O mercado financeiro revisou para baixo a expectativa de inflação no Brasil em 2026. De acordo com o Banco Central do Brasil, o Boletim Focus divulgado nesta segunda-feira (19), em Brasília, indica que o Índice de Preços ao Consumidor Amplo (IPCA) deve encerrar o próximo ano em 4,02%.
O número representa uma leve redução em relação às projeções anteriores, que apontavam inflação de 4,05% há uma semana e de 4,06% há quatro semanas. O IPCA é o indicador oficial utilizado para medir a inflação no país.
Para os anos seguintes, as estimativas permanecem estáveis. O mercado projeta inflação de 3,80% em 2027 e de 3,50% em 2028, patamares que se mantêm inalterados há 11 semanas consecutivas.
Inflação dentro da meta
A meta de inflação para 2025 e 2026 foi definida pelo Conselho Monetário Nacional (CMN) em 3%, com margem de tolerância de 1,5 ponto percentual para cima ou para baixo. Isso significa que o índice pode variar entre 1,5% e 4,5% sem descumprimento formal do objetivo.

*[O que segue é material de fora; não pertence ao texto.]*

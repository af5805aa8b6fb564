//! Runtime values for decoding/encoding (codec representation).

use chrono::{NaiveDate, NaiveDateTime};
use rust_decimal::Decimal;
use std::collections::{BTreeMap, HashMap};
use std::fmt;

/// A single decoded value (field, repetition or nested group).
#[derive(Debug, Clone, PartialEq)]
pub enum Value {
    /// Absent: zero-width field, blank optional field, or a field that failed validation.
    Null,
    Str(String),
    Int(i64),
    Decimal(Decimal),
    Date(NaiveDate),
    DateTime(NaiveDateTime),
    /// Repeated field: one entry per repetition.
    List(Vec<Value>),
    /// Nested group: one ordered map per sub-record.
    Group(Vec<Fields>),
}

impl Value {
    pub fn is_null(&self) -> bool {
        matches!(self, Value::Null)
    }

    pub fn as_str(&self) -> Option<&str> {
        match self {
            Value::Str(s) => Some(s),
            _ => None,
        }
    }

    pub fn as_i64(&self) -> Option<i64> {
        match self {
            Value::Int(x) => Some(*x),
            _ => None,
        }
    }

    pub fn as_decimal(&self) -> Option<Decimal> {
        match self {
            Value::Decimal(x) => Some(*x),
            Value::Int(x) => Some(Decimal::from(*x)),
            _ => None,
        }
    }

    pub fn as_date(&self) -> Option<NaiveDate> {
        match self {
            Value::Date(d) => Some(*d),
            Value::DateTime(dt) => Some(dt.date()),
            _ => None,
        }
    }

    pub fn as_datetime(&self) -> Option<NaiveDateTime> {
        match self {
            Value::DateTime(dt) => Some(*dt),
            _ => None,
        }
    }

    pub fn as_list(&self) -> Option<&[Value]> {
        match self {
            Value::List(v) => Some(v),
            _ => None,
        }
    }

    pub fn as_group(&self) -> Option<&[Fields]> {
        match self {
            Value::Group(v) => Some(v),
            _ => None,
        }
    }
}

impl fmt::Display for Value {
    fn fmt(&self, f: &mut fmt::Formatter<'_>) -> fmt::Result {
        match self {
            Value::Null => Ok(()),
            Value::Str(s) => f.write_str(s),
            Value::Int(x) => write!(f, "{}", x),
            Value::Decimal(x) => write!(f, "{}", x),
            Value::Date(d) => write!(f, "{}", d.format("%Y-%m-%d")),
            Value::DateTime(dt) => write!(f, "{}", dt.format("%Y-%m-%d %H:%M:%S")),
            Value::List(items) => {
                f.write_str("[")?;
                for (i, v) in items.iter().enumerate() {
                    if i > 0 {
                        f.write_str(", ")?;
                    }
                    write!(f, "{:?}", v.to_string())?;
                }
                f.write_str("]")
            }
            Value::Group(records) => write!(f, "<{} sub-record(s)>", records.len()),
        }
    }
}

impl From<&str> for Value {
    fn from(s: &str) -> Self {
        Value::Str(s.to_string())
    }
}

impl From<String> for Value {
    fn from(s: String) -> Self {
        Value::Str(s)
    }
}

impl From<i64> for Value {
    fn from(x: i64) -> Self {
        Value::Int(x)
    }
}

impl From<Decimal> for Value {
    fn from(x: Decimal) -> Self {
        Value::Decimal(x)
    }
}

impl From<NaiveDate> for Value {
    fn from(d: NaiveDate) -> Self {
        Value::Date(d)
    }
}

impl From<NaiveDateTime> for Value {
    fn from(dt: NaiveDateTime) -> Self {
        Value::DateTime(dt)
    }
}

impl<T: Into<Value>> From<Option<T>> for Value {
    fn from(v: Option<T>) -> Self {
        v.map(Into::into).unwrap_or(Value::Null)
    }
}

/// Insertion-ordered map of field name to value.
///
/// Records are small (tens of columns), so lookup is a linear scan; what matters is that
/// iteration follows declaration order.
#[derive(Debug, Clone, Default, PartialEq)]
pub struct Fields {
    entries: Vec<(String, Value)>,
}

impl Fields {
    pub fn new() -> Self {
        Fields::default()
    }

    /// Insert or replace. A replaced key keeps its original position.
    pub fn insert(&mut self, name: impl Into<String>, value: impl Into<Value>) {
        let name = name.into();
        let value = value.into();
        match self.entries.iter_mut().find(|(k, _)| *k == name) {
            Some(slot) => slot.1 = value,
            None => self.entries.push((name, value)),
        }
    }

    /// Builder-style insert.
    pub fn with(mut self, name: impl Into<String>, value: impl Into<Value>) -> Self {
        self.insert(name, value);
        self
    }

    pub fn get(&self, name: &str) -> Option<&Value> {
        self.entries.iter().find(|(k, _)| k == name).map(|(_, v)| v)
    }

    pub fn contains_key(&self, name: &str) -> bool {
        self.entries.iter().any(|(k, _)| k == name)
    }

    pub fn keys(&self) -> impl Iterator<Item = &str> {
        self.entries.iter().map(|(k, _)| k.as_str())
    }

    pub fn iter(&self) -> impl Iterator<Item = (&str, &Value)> {
        self.entries.iter().map(|(k, v)| (k.as_str(), v))
    }

    pub fn len(&self) -> usize {
        self.entries.len()
    }

    pub fn is_empty(&self) -> bool {
        self.entries.is_empty()
    }
}

impl<K: Into<String>, V: Into<Value>> FromIterator<(K, V)> for Fields {
    fn from_iter<I: IntoIterator<Item = (K, V)>>(iter: I) -> Self {
        let mut out = Fields::new();
        for (k, v) in iter {
            out.insert(k, v);
        }
        out
    }
}

impl IntoIterator for Fields {
    type Item = (String, Value);
    type IntoIter = std::vec::IntoIter<(String, Value)>;

    fn into_iter(self) -> Self::IntoIter {
        self.entries.into_iter()
    }
}

/// Associative source of values for encoding.
pub trait Lookup {
    fn lookup(&self, name: &str) -> Option<&Value>;
}

impl Lookup for Fields {
    fn lookup(&self, name: &str) -> Option<&Value> {
        self.get(name)
    }
}

impl Lookup for HashMap<String, Value> {
    fn lookup(&self, name: &str) -> Option<&Value> {
        self.get(name)
    }
}

impl Lookup for BTreeMap<String, Value> {
    fn lookup(&self, name: &str) -> Option<&Value> {
        self.get(name)
    }
}

impl<T: Lookup + ?Sized> Lookup for &T {
    fn lookup(&self, name: &str) -> Option<&Value> {
        (**self).lookup(name)
    }
}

Segundo o Instituto Brasileiro de Geografia e Estatística (IBGE), a inflação medida em dezembro teve alta de 0,33%, acima do resultado de novembro, que foi de 0,18%. Com isso, o IPCA acumulado de 2025 fechou em 4,26%, permanecendo dentro do limite superior da meta estabelecida pelo governo.
Juros seguem elevados
As projeções para a taxa básica de juros, a Selic, permanecem estáveis no curto e médio prazo. O mercado financeiro mantém a estimativa de 12,25% ao ano para o fim de 2026, percentual repetido há quatro semanas.
Atualmente, a Selic está em 15% ao ano, o maior nível desde julho de 2006, quando alcançou 15,25%. Para 2027, a expectativa é de queda para 10,50%, projeção mantida há 49 semanas consecutivas.

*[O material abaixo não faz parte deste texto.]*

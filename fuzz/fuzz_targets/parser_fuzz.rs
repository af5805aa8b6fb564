//! Layout parser fuzz target: feed arbitrary text to the layout language parser and
//! resolver. Neither may panic; both must return Ok or a LayoutError.
//! Build with: cargo fuzz run parser_fuzz (requires nightly and cargo fuzz).

#![cfg_attr(fuzzing, no_main)]

#[cfg(fuzzing)]
use libfuzzer_sys::fuzz_target;

#[cfg(fuzzing)]
fuzz_target!(|data: &[u8]| {
    let s = match std::str::from_utf8(data) {
        Ok(x) => x,
        Err(_) => return,
    };
    if let Ok(schema) = fwcodec::parser::parse(s) {
        let _ = fwcodec::ResolvedSchema::resolve(schema);
    }
});

#[cfg(not(fuzzing))]
fn main() {
    eprintln!("Build with: cargo fuzz run parser_fuzz");
}
//! Field-level errors and warnings collected during decode/encode.
//!
//! Diagnostics are data, not control flow: a field that fails validation records an entry
//! here and decoding carries on with the next field.

use std::fmt;

/// One error or warning: which field, the raw text that caused it, and where it started.
#[derive(Debug, Clone, PartialEq)]
pub struct Diagnostic {
    pub field: String,
    pub raw: String,
    pub message: String,
    /// 0-based column where the field began; `None` on the encode path.
    pub column: Option<usize>,
}

impl fmt::Display for Diagnostic {
    fn fmt(&self, f: &mut fmt::Formatter<'_>) -> fmt::Result {
        match self.column {
            Some(col) => write!(f, "[{}] {}={:?}: {}", col, self.field, self.raw, self.message),
            None => write!(f, "{}={:?}: {}", self.field, self.raw, self.message),
        }
    }
}

/// Error and warning sink threaded through field decode/encode calls.
#[derive(Debug, Clone, Default, PartialEq)]
pub struct Diagnostics {
    pub errors: Vec<Diagnostic>,
    pub warnings: Vec<Diagnostic>,
}

impl Diagnostics {
    pub fn new() -> Self {
        Diagnostics::default()
    }

    pub fn error(&mut self, field: &str, raw: &str, message: impl Into<String>, column: Option<usize>) {
        self.errors.push(Diagnostic {
            field: field.to_string(),
            raw: raw.to_string(),
            message: message.into(),
            column,
        });
    }

    pub fn warning(&mut self, field: &str, raw: &str, message: impl Into<String>, column: Option<usize>) {
        self.warnings.push(Diagnostic {
            field: field.to_string(),
            raw: raw.to_string(),
            message: message.into(),
            column,
        });
    }

    pub fn is_empty(&self) -> bool {
        self.errors.is_empty() && self.warnings.is_empty()
    }

    /// Move everything from `other` into `self`.
    pub fn append(&mut self, other: Diagnostics) {
        self.errors.extend(other.errors);
        self.warnings.extend(other.warnings);
    }

    /// Move everything from `other` into `self`, qualifying field names with `prefix`
    /// (nested group sub-records report as `group[i].field`).
    pub fn append_scoped(&mut self, prefix: &str, other: Diagnostics) {
        let scope = |mut d: Diagnostic| {
            d.field = format!("{}.{}", prefix, d.field);
            d
        };
        self.errors.extend(other.errors.into_iter().map(scope));
        self.warnings.extend(other.warnings.into_iter().map(scope));
    }
}

/// Render a list of diagnostics one per line.
pub fn format_list(items: &[Diagnostic], sep: &str) -> String {
    items
        .iter()
        .map(ToString::to_string)
        .collect::<Vec<_>>()
        .join(sep)
}
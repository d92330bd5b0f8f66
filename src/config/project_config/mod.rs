//! Project-level configuration support
//!
//! Loads per-project configuration from `moorcompare.toml` or
//! `.moorcomparerc.json` in the project directory.
//!
//! # Configuration Format
//!
//! ```toml
//! # moorcompare.toml
//!
//! [run]
//! turbines = 10
//! output_dir = "results"
//! charts = true
//!
//! [defaults]
//! format = "text"
//!
//! # Any field may be omitted; omitted fields keep the built-in preset value.
//! [configurations.shared]
//! estimated_cost_per_unit = 2.4
//! failure_resilience = "Medium"
//! ```

use crate::models::{Layout, MooringConfiguration};
use anyhow::Context;
use serde::{Deserialize, Serialize};
use std::path::{Path, PathBuf};
use tracing::debug;

/// Turbine count used when neither the CLI nor the config sets one
pub const DEFAULT_TURBINES: u32 = 10;

/// Output directory used when neither the CLI nor the config sets one
pub const DEFAULT_OUTPUT_DIR: &str = "results";

/// Config file names, in lookup order
pub const CONFIG_FILE_NAMES: &[&str] = &["moorcompare.toml", ".moorcomparerc.json"];

/// Project-level configuration loaded from moorcompare.toml or similar
#[derive(Debug, Clone, Deserialize, Serialize, Default, PartialEq)]
pub struct ProjectConfig {
    /// Run parameters
    #[serde(default)]
    pub run: RunConfig,

    /// Default CLI flags
    #[serde(default)]
    pub defaults: CliDefaults,

    /// Per-layout overrides on top of the built-in presets
    #[serde(default)]
    pub configurations: ConfigurationOverrides,
}

/// `[run]` section
#[derive(Debug, Clone, Deserialize, Serialize, Default, PartialEq)]
pub struct RunConfig {
    /// Number of turbines in the farm (default: 10)
    #[serde(default)]
    pub turbines: Option<u32>,

    /// Directory for the CSV table and charts (default: results)
    #[serde(default)]
    pub output_dir: Option<PathBuf>,

    /// Whether to write SVG charts (default: true)
    #[serde(default)]
    pub charts: Option<bool>,
}

/// `[defaults]` section
#[derive(Debug, Clone, Deserialize, Serialize, Default, PartialEq)]
pub struct CliDefaults {
    /// Default stdout format (text, json, markdown, csv)
    #[serde(default)]
    pub format: Option<String>,
}

/// `[configurations.*]` tables
#[derive(Debug, Clone, Deserialize, Serialize, Default, PartialEq)]
pub struct ConfigurationOverrides {
    #[serde(default)]
    pub baseline: Option<ConfigurationOverride>,

    #[serde(default)]
    pub shared: Option<ConfigurationOverride>,
}

impl ConfigurationOverrides {
    pub fn get(&self, layout: Layout) -> Option<&ConfigurationOverride> {
        match layout {
            Layout::Baseline => self.baseline.as_ref(),
            Layout::Shared => self.shared.as_ref(),
        }
    }
}

/// Partial configuration; every field set here replaces the preset value
#[derive(Debug, Clone, Deserialize, Serialize, Default, PartialEq)]
#[serde(deny_unknown_fields)]
pub struct ConfigurationOverride {
    #[serde(default)]
    pub lines_per_turbine: Option<f64>,
    #[serde(default)]
    pub anchors_per_turbine: Option<f64>,
    #[serde(default)]
    pub estimated_cost_per_unit: Option<f64>,
    #[serde(default)]
    pub material_efficiency: Option<String>,
    #[serde(default)]
    pub installation_complexity: Option<String>,
    #[serde(default)]
    pub dynamic_coupling: Option<bool>,
    #[serde(default)]
    pub failure_resilience: Option<String>,
}

impl ConfigurationOverride {
    /// Apply this override on top of `base`
    pub fn apply(&self, base: MooringConfiguration) -> MooringConfiguration {
        MooringConfiguration {
            label: base.label,
            lines_per_turbine: self.lines_per_turbine.unwrap_or(base.lines_per_turbine),
            anchors_per_turbine: self.anchors_per_turbine.unwrap_or(base.anchors_per_turbine),
            estimated_cost_per_unit: self
                .estimated_cost_per_unit
                .unwrap_or(base.estimated_cost_per_unit),
            material_efficiency: self
                .material_efficiency
                .clone()
                .unwrap_or(base.material_efficiency),
            installation_complexity: self
                .installation_complexity
                .clone()
                .unwrap_or(base.installation_complexity),
            dynamic_coupling: self.dynamic_coupling.unwrap_or(base.dynamic_coupling),
            failure_resilience: self
                .failure_resilience
                .clone()
                .unwrap_or(base.failure_resilience),
        }
    }
}

impl ProjectConfig {
    /// Effective turbine count (config > default)
    pub fn turbines(&self) -> u32 {
        self.run.turbines.unwrap_or(DEFAULT_TURBINES)
    }

    /// Effective output directory (config > default)
    pub fn output_dir(&self) -> PathBuf {
        self.run
            .output_dir
            .clone()
            .unwrap_or_else(|| PathBuf::from(DEFAULT_OUTPUT_DIR))
    }

    /// Whether charts should be written
    pub fn charts_enabled(&self) -> bool {
        self.run.charts.unwrap_or(true)
    }

    /// The two configurations to compare, in report order, with overrides applied
    pub fn configurations(&self) -> Vec<MooringConfiguration> {
        Layout::ALL
            .iter()
            .map(|&layout| {
                let preset = MooringConfiguration::preset(layout);
                match self.configurations.get(layout) {
                    Some(overrides) => {
                        debug!("Applying [configurations.{}] overrides", layout.key());
                        overrides.apply(preset)
                    }
                    None => preset,
                }
            })
            .collect()
    }
}

/// Load project configuration from a directory
///
/// Searches for config files in order:
/// 1. `moorcompare.toml`
/// 2. `.moorcomparerc.json`
///
/// The first file that exists is used. A file that exists but fails to load
/// is an error; its overrides are never replaced by the presets. Returns the
/// default config when no file exists.
pub fn load_project_config(project_dir: &Path) -> anyhow::Result<ProjectConfig> {
    for name in CONFIG_FILE_NAMES {
        let path = project_dir.join(name);
        if !path.exists() {
            continue;
        }
        let config = load_config_file(&path)
            .with_context(|| format!("Failed to load config file {}", path.display()))?;
        debug!("Loaded project config from {}", path.display());
        return Ok(config);
    }

    debug!("No project config found, using defaults");
    Ok(ProjectConfig::default())
}

/// Load a specific config file, choosing the parser by extension
/// (`.json` is JSON, anything else is TOML)
pub fn load_config_file(path: &Path) -> anyhow::Result<ProjectConfig> {
    let content = std::fs::read_to_string(path)?;
    let is_json = path
        .extension()
        .and_then(|ext| ext.to_str())
        .is_some_and(|ext| ext.eq_ignore_ascii_case("json"));
    let config = if is_json {
        serde_json::from_str(&content)?
    } else {
        toml::from_str(&content)?
    };
    Ok(config)
}

/// Example config written by `moorcompare init`
pub const EXAMPLE_CONFIG: &str = r#"# moorcompare configuration

[run]
# Number of turbines in the farm
turbines = 10

# Where the CSV table and charts are written
output_dir = "results"

# Write SVG bar charts next to the CSV
charts = true

[defaults]
# Console format: text, json, markdown, csv
format = "text"

# Uncomment a field to override the built-in preset value.
[configurations.baseline]
# lines_per_turbine = 3.0
# anchors_per_turbine = 3.0
# estimated_cost_per_unit = 3.0   # million USD per turbine
# material_efficiency = "Medium"
# installation_complexity = "High"
# dynamic_coupling = false
# failure_resilience = "Medium"

[configurations.shared]
# lines_per_turbine = 1.5
# anchors_per_turbine = 1.5
# estimated_cost_per_unit = 2.0
# material_efficiency = "High"
# installation_complexity = "Moderate"
# dynamic_coupling = true
# failure_resilience = "High"
"#;
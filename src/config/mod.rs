//! Configuration module for moorcompare
//!
//! This module handles:
//! - Project-level configuration (moorcompare.toml)
//! - Per-layout overrides of the built-in presets
//! - CLI defaults

mod project_config;

pub use project_config::{
    CliDefaults,
    ConfigurationOverride,
    ConfigurationOverrides,
    ProjectConfig,
    RunConfig,
    load_config_file,
    load_project_config,
    CONFIG_FILE_NAMES,
    DEFAULT_OUTPUT_DIR,
    DEFAULT_TURBINES,
    EXAMPLE_CONFIG,
};
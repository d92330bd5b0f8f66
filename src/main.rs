//! moorcompare - Baseline vs shared mooring comparison CLI

use anyhow::Result;
use clap::Parser;
use moorcompare::cli;
use tracing_subscriber::{fmt, prelude::*, EnvFilter};

fn main() -> Result<()> {
    let cli = cli::Cli::parse();

    // RUST_LOG wins over --log-level
    let filter = EnvFilter::try_from_default_env()
        .unwrap_or_else(|_| EnvFilter::new(&cli.log_level));
    tracing_subscriber::registry()
        .with(fmt::layer().with_writer(std::io::stderr))
        .with(filter)
        .init();

    cli::run(cli)
}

Já para 2028, houve uma leve revisão para cima. A previsão passou de 9,88% na semana passada para 10%, confirmando uma tendência gradual de elevação nas expectativas de longo prazo observada nos últimos boletins.
Impactos da Selic na economia
Quando o Comitê de Política Monetária eleva a Selic, o objetivo é conter a demanda aquecida e, assim, frear a alta dos preços. Juros mais elevados encarecem o crédito, estimulam a poupança e podem desacelerar a atividade econômica.
Por outro lado, a redução da taxa básica tende a baratear o crédito, incentivar o consumo e os investimentos, mas pode dificultar o controle da inflação. Na prática, os juros cobrados ao consumidor também levam em conta fatores como risco de inadimplência, custos administrativos e margem de lucro das instituições financeiras.
PIB e dólar
As expectativas para o crescimento da economia brasileira permanecem inalteradas. O mercado projeta alta de 1,80% do Produto Interno Bruto (PIB) em 2026, estimativa repetida há seis semanas. Para 2027, a previsão também é de crescimento de 1,80%, enquanto para 2028 a expectativa sobe para 2%.
No câmbio, o Boletim Focus indica estabilidade nas projeções. A cotação do dólar é estimada em R$ 5,50 ao final de 2026, valor mantido há 14 semanas e repetido também para 2027. Para 2028, a expectativa é de leve alta, com o dólar projetado em R$ 5,52.